[Goal of the exercise]: Copy out exactly the lines below that run from the one holding "if needle.is_empty() ||" to the one holding "a tracking domain", keeping both of those lines and no others.

** Entries shown follows **

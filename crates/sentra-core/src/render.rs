//! Email rendering: link rewriting, pixel injection, unsubscribe links

use chrono::{DateTime, Duration, Utc};
use regex::{Captures, Regex};
use sentra_common::{Error, Result};
use sentra_storage::models::{CreateLinkMapping, SendJob};
use uuid::Uuid;

/// 1x1 transparent PNG served for every open-tracking request
pub const TRACKING_PIXEL_PNG: &[u8] = &[
    0x89, 0x50, 0x4e, 0x47, 0x0d, 0x0a, 0x1a, 0x0a, 0x00, 0x00, 0x00, 0x0d, 0x49, 0x48, 0x44,
    0x52, 0x00, 0x00, 0x00, 0x01, 0x00, 0x00, 0x00, 0x01, 0x08, 0x06, 0x00, 0x00, 0x00, 0x1f,
    0x15, 0xc4, 0x89, 0x00, 0x00, 0x00, 0x0d, 0x49, 0x44, 0x41, 0x54, 0x78, 0xda, 0x63, 0x64,
    0xf8, 0xcf, 0x50, 0x0f, 0x00, 0x03, 0x86, 0x01, 0x80, 0x5a, 0x34, 0x7d, 0x6b, 0x00, 0x00,
    0x00, 0x00, 0x49, 0x45, 0x4e, 0x44, 0xae, 0x42, 0x60, 0x82,
];

/// Placeholder campaign authors put where the unsubscribe link should go
pub const UNSUBSCRIBE_PLACEHOLDER: &str = "{{unsubscribe_url}}";

/// Rightmost ASCII-case-insensitive match, as a byte offset into the
/// original string. Lowercasing the haystack would shift offsets for
/// non-ASCII text, so the scan stays byte-wise.
fn rfind_ascii_ci(haystack: &str, needle: &str) -> Option<usize> {
    let haystack = haystack.as_bytes();
    let needle = needle.as_bytes();
    if needle.is_empty() || haystack.len() < needle.len() {
        return None;
    }
    haystack
        .windows(needle.len())
        .rposition(|window| window.eq_ignore_ascii_case(needle))
}

/// Rewrites campaign HTML for tracking
pub struct EmailRenderer {
    base_url: String,
    secret: String,
    link_ttl: Duration,
    href_re: Regex,
}

/// A rendered message plus the link mappings its tracked URLs need
pub struct RenderedEmail {
    pub html: String,
    pub link_mappings: Vec<CreateLinkMapping>,
}

impl EmailRenderer {
    /// Create a renderer for a tracking domain
    pub fn new(base_url: &str, secret: &str, link_ttl_days: i64) -> Result<Self> {
        let href_re = Regex::new(r#"(?i)href\s*=\s*"([^"]*)""#)
            .map_err(|e| Error::Internal(format!("href pattern: {}", e)))?;

        Ok(Self {
            base_url: base_url.trim_end_matches('/').to_string(),
            secret: secret.to_string(),
            link_ttl: Duration::days(link_ttl_days),
            href_re,
        })
    }

    fn click_url(&self, token: Uuid) -> String {
        format!("{}/track/click/{}", self.base_url, token)
    }

    fn pixel_url(&self, tracking_id: Uuid) -> String {
        format!("{}/track/open/{}", self.base_url, tracking_id)
    }

    /// Public unsubscribe URL for a delivery, carrying a signed token
    pub fn unsubscribe_url(&self, tracking_id: Uuid) -> String {
        let token = sentra_common::token::sign_tracking_id(&tracking_id, &self.secret);
        format!("{}/unsubscribe/{}", self.base_url, token)
    }

    /// Whether a URL should be left alone by link rewriting
    fn skip_url(&self, url: &str) -> bool {
        url.is_empty()
            || url.starts_with('#')
            || url.starts_with("mailto:")
            || url.starts_with(&self.base_url)
            || !(url.starts_with("http://") || url.starts_with("https://"))
    }

    /// Replace every tracked `href` with a click-token URL, collecting the
    /// token-to-destination mappings for storage
    pub fn rewrite_links(
        &self,
        html: &str,
        job: &SendJob,
        now: DateTime<Utc>,
    ) -> (String, Vec<CreateLinkMapping>) {
        let mut mappings = Vec::new();
        let expires_at = now + self.link_ttl;

        let rewritten = self.href_re.replace_all(html, |caps: &Captures<'_>| {
            let url = &caps[1];
            if self.skip_url(url) {
                return caps[0].to_string();
            }

            let token = Uuid::new_v4();
            mappings.push(CreateLinkMapping {
                id: token,
                tracking_id: job.tracking_id,
                campaign_id: job.campaign_id,
                email: job.email.clone(),
                link_index: mappings.len() as i32,
                original_url: url.to_string(),
                expires_at,
            });

            format!(r#"href="{}""#, self.click_url(token))
        });

        (rewritten.into_owned(), mappings)
    }

    /// Inject the open-tracking pixel before `</body>`, appending when the
    /// document has no body close tag
    pub fn inject_pixel(&self, html: &str, tracking_id: Uuid) -> String {
        let pixel = format!(
            r#"<img src="{}" width="1" height="1" style="display:none" alt=""/>"#,
            self.pixel_url(tracking_id)
        );

        match rfind_ascii_ci(html, "</body>") {
            Some(idx) => format!("{}{}{}", &html[..idx], pixel, &html[idx..]),
            None => format!("{}{}", html, pixel),
        }
    }

    /// Substitute the unsubscribe placeholder, appending a footer link when
    /// the author left it out
    pub fn apply_unsubscribe(&self, html: &str, tracking_id: Uuid) -> String {
        let url = self.unsubscribe_url(tracking_id);

        if html.contains(UNSUBSCRIBE_PLACEHOLDER) {
            html.replace(UNSUBSCRIBE_PLACEHOLDER, &url)
        } else {
            format!(
                r#"{}<p style="font-size:12px;color:#888"><a href="{}">Unsubscribe</a></p>"#,
                html, url
            )
        }
    }

    /// Full rendering pipeline for one delivery
    pub fn render(&self, html: &str, job: &SendJob, now: DateTime<Utc>) -> RenderedEmail {
        let with_unsub = self.apply_unsubscribe(html, job.tracking_id);
        let (rewritten, link_mappings) = self.rewrite_links(&with_unsub, job, now);
        let html = self.inject_pixel(&rewritten, job.tracking_id);

        RenderedEmail {
            html,
            link_mappings,
        }
    }
}

#[cfg(test)]
mod tests {
    use super::*;
    use pretty_assertions::assert_eq;

    fn renderer() -> EmailRenderer {
        EmailRenderer::new("https://track.test", "secret", 90).unwrap()
    }

    fn job() -> SendJob {
        let now = Utc::now();
        SendJob {
            id: Uuid::new_v4(),
            campaign_id: Uuid::new_v4(),
            email: "a@x.com".to_string(),
            tracking_id: Uuid::new_v4(),
            status: "pending".to_string(),
            provider_msg_id: None,
            attempts: 0,
            max_attempts: 5,
            last_error: None,
            scheduled_at: now,
            created_at: now,
            updated_at: now,
        }
    }

    #[test]
    fn test_rewrite_replaces_http_links() {
        let r = renderer();
        let job = job();
        let (html, mappings) = r.rewrite_links(
            r#"<a href="https://shop.example.com/sale">Sale</a>"#,
            &job,
            Utc::now(),
        );

        assert_eq!(mappings.len(), 1);
        assert_eq!(mappings[0].original_url, "https://shop.example.com/sale");
        assert!(html.contains(&format!(
            "https://track.test/track/click/{}",
            mappings[0].id
        )));
        assert!(!html.contains("shop.example.com"));
    }

    #[test]
    fn test_rewrite_skips_mailto_anchor_and_tracked() {
        let r = renderer();
        let input = concat!(
            r#"<a href="mailto:hi@x.com">mail</a>"#,
            r##"<a href="#top">top</a>"##,
            r#"<a href="https://track.test/track/click/abc">done</a>"#,
        );
        let (html, mappings) = r.rewrite_links(input, &job(), Utc::now());

        assert_eq!(mappings.len(), 0);
        assert_eq!(html, input);
    }

    #[test]
    fn test_rewrite_assigns_fresh_token_per_link() {
        let r = renderer();
        let input = r#"<a href="https://x.com/a">a</a><a href="https://x.com/a">b</a>"#;
        let (_, mappings) = r.rewrite_links(input, &job(), Utc::now());

        assert_eq!(mappings.len(), 2);
        assert_ne!(mappings[0].id, mappings[1].id);
        assert_eq!(mappings[0].link_index, 0);
        assert_eq!(mappings[1].link_index, 1);
    }

    #[test]
    fn test_mapping_ttl() {
        let r = renderer();
        let now = Utc::now();
        let (_, mappings) =
            r.rewrite_links(r#"<a href="https://x.com/a">a</a>"#, &job(), now);
        assert_eq!(mappings[0].expires_at, now + Duration::days(90));
    }

    #[test]
    fn test_pixel_injected_before_body_close() {
        let r = renderer();
        let id = Uuid::new_v4();
        let html = r.inject_pixel("<html><body><p>hi</p></BODY></html>", id);

        let pixel_pos = html.find("/track/open/").unwrap();
        let body_pos = html.to_lowercase().rfind("</body>").unwrap();
        assert!(pixel_pos < body_pos);
    }

    #[test]
    fn test_pixel_position_unaffected_by_non_ascii_body() {
        let r = renderer();
        let html = r.inject_pixel("<body>İstanbul ĞÜŞ</body>", Uuid::new_v4());

        assert!(html.ends_with("</body>"));
        let pixel_pos = html.find("/track/open/").unwrap();
        assert!(pixel_pos < html.rfind("</body>").unwrap());
    }

    #[test]
    fn test_pixel_appended_without_body() {
        let r = renderer();
        let id = Uuid::new_v4();
        let html = r.inject_pixel("<p>hi</p>", id);
        assert!(html.ends_with(r#"alt=""/>"#));
        assert!(html.starts_with("<p>hi</p>"));
    }

    #[test]
    fn test_unsubscribe_placeholder_substituted() {
        let r = renderer();
        let id = Uuid::new_v4();
        let html = r.apply_unsubscribe(r#"<a href="{{unsubscribe_url}}">bye</a>"#, id);
        assert!(!html.contains(UNSUBSCRIBE_PLACEHOLDER));
        assert!(html.contains("/unsubscribe/"));
    }

    #[test]
    fn test_unsubscribe_footer_appended_when_missing() {
        let r = renderer();
        let html = r.apply_unsubscribe("<p>hi</p>", Uuid::new_v4());
        assert!(html.contains("Unsubscribe"));
        assert!(html.contains("/unsubscribe/"));
    }

    #[test]
    fn test_full_render_pipeline() {
        let r = renderer();
        let job = job();
        let rendered = r.render(
            r#"<body><a href="https://x.com/buy">buy</a></body>"#,
            &job,
            Utc::now(),
        );

        assert_eq!(rendered.link_mappings.len(), 1);
        assert!(rendered.html.contains("/track/click/"));
        assert!(rendered
            .html
            .contains(&format!("/track/open/{}", job.tracking_id)));
        assert!(rendered.html.contains("/unsubscribe/"));
    }
}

** End of Entries shown **

[Result of the task]:
    if needle.is_empty() || haystack.len() < needle.len() {
        return None;
    }
    haystack
        .windows(needle.len())
        .rposition(|window| window.eq_ignore_ascii_case(needle))
}

/// Rewrites campaign HTML for tracking
pub struct EmailRenderer {
    base_url: String,
    secret: String,
    link_ttl: Duration,
    href_re: Regex,
}

/// A rendered message plus the link mappings its tracked URLs need
pub struct RenderedEmail {
    pub html: String,
    pub link_mappings: Vec<CreateLinkMapping>,
}

impl EmailRenderer {
    /// Create a renderer for a tracking domain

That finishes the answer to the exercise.